Stored data entries:
- Opening Delimiter -

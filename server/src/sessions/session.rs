//! A single managed PTY session: process group, buffered output, and the
//! reader/writer tasks that pump bytes between the two.
//!
//! ## Process groups
//!
//! The child is a session leader on its PTY (`setsid()` + `TIOCSCTTY` in
//! [`crate::shell::pty::spawn_shell_pty`]), so signals sent to `-pgid` reach
//! the whole process tree, giving real Ctrl-C / job-control behavior.
//!
//! ## UTF-8 framing
//!
//! The reader task owns a private [`LineFramer`] — framing state is never
//! shared, so there is exactly one writer into it, matching the session
//! invariant that `line_frame_state` is reader-exclusive.

use std::collections::HashMap;
use std::os::fd::{AsRawFd, FromRawFd, OwnedFd};
use std::os::unix::io::RawFd;
use std::sync::atomic::{AtomicBool, AtomicU16, Ordering};
use std::sync::Arc;
use std::time::{SystemTime, UNIX_EPOCH};

use tokio::io::{AsyncReadExt, AsyncWriteExt};
use tokio::process::Child;
use tokio::sync::{broadcast, mpsc, Mutex, Notify, RwLock};
use tracing::{debug, info, warn};

use super::buffer::OutputLog;
use super::framing::LineFramer;
use crate::parser::{self, ParsedEvent};
use crate::shell::pty::{self, PtyPair};

/// Session lifecycle status.
#[derive(Debug, Clone, PartialEq, Eq)]
pub enum SessionStatus {
    Running,
    Exited { code: Option<i32>, reason: Option<String> },
}

/// Broadcast payload pushed to WebSocket/SSE subscribers.
#[derive(Debug, Clone)]
pub enum SessionEvent {
    Chunk { seq: u64, bytes: Vec<u8> },
    Event { seq: u64, event: ParsedEvent },
    Foreground { name: Option<String> },
    Exit { code: Option<i32> },
    Lag { lost_chunks: u64 },
}

/// A running PTY session.
pub struct ManagedSession {
    pub pid: u32,
    pub pgid: u32,
    pub cwd: String,
    pub command: Vec<String>,
    pub env: HashMap<String, String>,
    pub created_at: u64,
    pub rows: AtomicU16,
    pub cols: AtomicU16,
    paused: Arc<AtomicBool>,
    pub structured_output_hint: bool,
    resume_notify: Arc<Notify>,
    pub output_log: Arc<Mutex<OutputLog>>,
    pub status: Arc<RwLock<SessionStatus>>,
    pub foreground_proc: Arc<RwLock<Option<String>>>,
    stdin_tx: mpsc::Sender<Vec<u8>>,
    tasks: Vec<tokio::task::JoinHandle<()>>,
    pty_master: Option<OwnedFd>,
    pub events_tx: broadcast::Sender<SessionEvent>,
}

fn now_ms() -> u64 {
    SystemTime::now()
        .duration_since(UNIX_EPOCH)
        .map_or(0, |d| {
            #[allow(clippy::cast_possible_truncation)]
            let ms = d.as_millis() as u64;
            ms
        })
}

impl ManagedSession {
    /// Spawn a PTY-backed session from an already-created child and PTY pair.
    #[allow(clippy::too_many_arguments)]
    pub fn spawn(
        session_id: String,
        mut child: Child,
        pty: PtyPair,
        cwd: String,
        command: Vec<String>,
        env: HashMap<String, String>,
        rows: u16,
        cols: u16,
        structured_output_hint: bool,
        buffer_size: usize,
        idle_flush: std::time::Duration,
    ) -> Result<Self, String> {
        let process_id = child.id().unwrap_or(0);
        let process_group_id = process_id;

        let output_log = Arc::new(Mutex::new(OutputLog::new(buffer_size)));
        let status = Arc::new(RwLock::new(SessionStatus::Running));
        let foreground_proc = Arc::new(RwLock::new(None));
        let (events_tx, _) = broadcast::channel(256);
        let resume_notify = Arc::new(Notify::new());
        let paused = Arc::new(AtomicBool::new(false));

        let master_raw: RawFd = pty.master.as_raw_fd();
        let writer_fd: RawFd = unsafe { libc::dup(master_raw) };
        if writer_fd < 0 {
            return Err(format!(
                "dup() failed for PTY master writer: {}",
                std::io::Error::last_os_error()
            ));
        }
        let reader_fd: RawFd = unsafe { libc::dup(master_raw) };
        if reader_fd < 0 {
            unsafe {
                libc::close(writer_fd);
            }
            return Err(format!(
                "dup() failed for PTY master reader: {}",
                std::io::Error::last_os_error()
            ));
        }

        // SAFETY: writer_fd/reader_fd are freshly dup'd, uniquely owned fds.
        let master_write =
            tokio::fs::File::from_std(unsafe { std::fs::File::from_raw_fd(writer_fd) });
        let master_read =
            tokio::fs::File::from_std(unsafe { std::fs::File::from_raw_fd(reader_fd) });

        let (stdin_tx, mut stdin_rx) = mpsc::channel::<Vec<u8>>(64);
        let stdin_task = tokio::spawn(async move {
            let mut writer = master_write;
            while let Some(data) = stdin_rx.recv().await {
                if writer.write_all(&data).await.is_err() {
                    break;
                }
                if writer.flush().await.is_err() {
                    break;
                }
            }
        });

        let sid_out = session_id.clone();
        let log_out = Arc::clone(&output_log);
        let events_out = events_tx.clone();
        let paused_out = Arc::clone(&paused);
        let resume_out = Arc::clone(&resume_notify);
        let output_task = tokio::spawn(async move {
            let mut reader = master_read;
            let mut tmp = [0u8; 4096];
            let mut framer = LineFramer::new();
            let mut last_seq: u64 = 0;
            loop {
                if paused_out.load(Ordering::Acquire) {
                    resume_out.notified().await;
                    continue;
                }
                match tokio::time::timeout(idle_flush, reader.read(&mut tmp)).await {
                    // No bytes within idle_flush: flush the partial trailing
                    // line (if any) to the parser without touching output_log.
                    Err(_) => {
                        if let Some(line) = framer.flush() {
                            let cleaned = parser::strip_ansi(&line);
                            for event in parser::classify_line(&cleaned, &line) {
                                let _ = events_out.send(SessionEvent::Event {
                                    seq: last_seq,
                                    event,
                                });
                            }
                        }
                        continue;
                    }
                    Ok(Ok(0)) | Ok(Err(_)) => break,
                    Ok(Ok(n)) => {
                        let chunk = tmp[..n].to_vec();
                        let seq = {
                            let mut log = log_out.lock().await;
                            let seq = log.push(chunk.clone());
                            if log.lost_bytes() > 0 && seq % 64 == 0 {
                                let _ = events_out.send(SessionEvent::Lag {
                                    lost_chunks: log.lost_bytes(),
                                });
                            }
                            seq
                        };
                        last_seq = seq;
                        let _ = events_out.send(SessionEvent::Chunk {
                            seq,
                            bytes: chunk.clone(),
                        });

                        for line in framer.push(&chunk) {
                            let cleaned = parser::strip_ansi(&line);
                            for event in parser::classify_line(&cleaned, &line) {
                                let _ = events_out.send(SessionEvent::Event {
                                    seq,
                                    event,
                                });
                            }
                        }
                    }
                }
            }
            info!("session {sid_out} PTY output closed");
        });

        let sid_exit = session_id;
        let status_exit = Arc::clone(&status);
        let events_exit = events_tx.clone();
        let exit_task = tokio::spawn(async move {
            match child.wait().await {
                Ok(s) => {
                    let code = s.code();
                    info!("session {sid_exit} exited with code {:?}", code);
                    *status_exit.write().await = SessionStatus::Exited { code, reason: None };
                    let _ = events_exit.send(SessionEvent::Exit { code });
                }
                Err(e) => {
                    warn!("session {sid_exit} wait error: {e}");
                    *status_exit.write().await = SessionStatus::Exited {
                        code: None,
                        reason: Some(e.to_string()),
                    };
                    let _ = events_exit.send(SessionEvent::Exit { code: None });
                }
            }
        });

        Ok(ManagedSession {
            pid: process_id,
            pgid: process_group_id,
            cwd,
            command,
            env,
            created_at: now_ms(),
            rows: AtomicU16::new(rows),
            cols: AtomicU16::new(cols),
            paused,
            structured_output_hint,
            resume_notify,
            output_log,
            status,
            foreground_proc,
            events_tx,
            stdin_tx,
            tasks: vec![stdin_task, output_task, exit_task],
            pty_master: Some(pty.master),
        })
    }

    pub async fn status(&self) -> SessionStatus {
        self.status.read().await.clone()
    }

    pub async fn is_running(&self) -> bool {
        matches!(self.status().await, SessionStatus::Running)
    }

    /// Write raw bytes to the session's stdin. Order is preserved because the
    /// mpsc channel is FIFO and has exactly one reader (the stdin task).
    pub async fn write(&self, data: Vec<u8>) -> Result<(), String> {
        tokio::time::timeout(std::time::Duration::from_secs(1), self.stdin_tx.send(data))
            .await
            .map_err(|_| "write timed out".to_string())?
            .map_err(|_| "session stdin closed".to_string())
    }

    /// Toggle pause. While paused the reader blocks and drains no bytes.
    pub fn pause(&self) {
        self.paused.store(true, Ordering::Release);
    }

    pub fn resume(&self) {
        self.paused.store(false, Ordering::Release);
        self.resume_notify.notify_waiters();
    }

    pub fn is_paused(&self) -> bool {
        self.paused.load(Ordering::Acquire)
    }

    pub fn resize(&self, rows: u16, cols: u16) -> Result<(), String> {
        if let Some(ref master) = self.pty_master {
            pty::resize_pty(master, rows, cols).map_err(|e| e.to_string())?;
            self.rows.store(rows, Ordering::Relaxed);
            self.cols.store(cols, Ordering::Relaxed);
            Ok(())
        } else {
            Err("session has no PTY".into())
        }
    }

    pub fn send_signal(&self, signal: i32) -> Result<(), String> {
        #[allow(clippy::cast_possible_wrap)]
        let pgid = self.pgid as i32;
        let ret = unsafe { libc::kill(-pgid, signal) };
        if ret == 0 {
            Ok(())
        } else {
            Err(format!(
                "kill(-{}, {}) failed: {}",
                self.pgid,
                signal,
                std::io::Error::last_os_error()
            ))
        }
    }

    /// Immediate SIGKILL to the process group, tasks aborted without waiting.
    pub fn kill(&self) {
        #[allow(clippy::cast_possible_wrap)]
        let pgid = self.pgid as i32;
        if pgid > 0 {
            unsafe {
                libc::kill(-pgid, libc::SIGKILL);
            }
        }
        for task in &self.tasks {
            task.abort();
        }
    }

    /// Close protocol: SIGHUP, wait up to `t_kill`, force-kill if still alive.
    /// Idempotent — calling this on an already-exited session is a no-op wait.
    pub async fn close(&self, t_kill: std::time::Duration) {
        #[allow(clippy::cast_possible_wrap)]
        let pgid = self.pgid as i32;
        if pgid <= 0 || !self.is_running().await {
            for task in &self.tasks {
                task.abort();
            }
            return;
        }

        unsafe {
            libc::kill(-pgid, libc::SIGHUP);
        }

        let deadline = tokio::time::Instant::now() + t_kill;
        loop {
            if !self.is_running().await {
                break;
            }
            if tokio::time::Instant::now() >= deadline {
                debug!("session pgid {pgid} did not exit after SIGHUP, sending SIGKILL");
                unsafe {
                    libc::kill(-pgid, libc::SIGKILL);
                }
                break;
            }
            tokio::time::sleep(std::time::Duration::from_millis(50)).await;
        }

        for task in &self.tasks {
            task.abort();
        }
    }

    pub fn subscribe(&self) -> broadcast::Receiver<SessionEvent> {
        self.events_tx.subscribe()
    }

    /// Last `n` raw bytes plus the dropped-byte count, for catch-up frames.
    pub async fn snapshot(&self, n: usize) -> (Vec<u8>, u64, u64) {
        let log = self.output_log.lock().await;
        (log.tail_bytes(n), log.lost_bytes(), log.next_seq())
    }
}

- Closing Delimiter -

Whenever the word "without" occurs in a line above, copy that line.

                    // line (if any) to the parser without touching output_log.
    /// Immediate SIGKILL to the process group, tasks aborted without waiting.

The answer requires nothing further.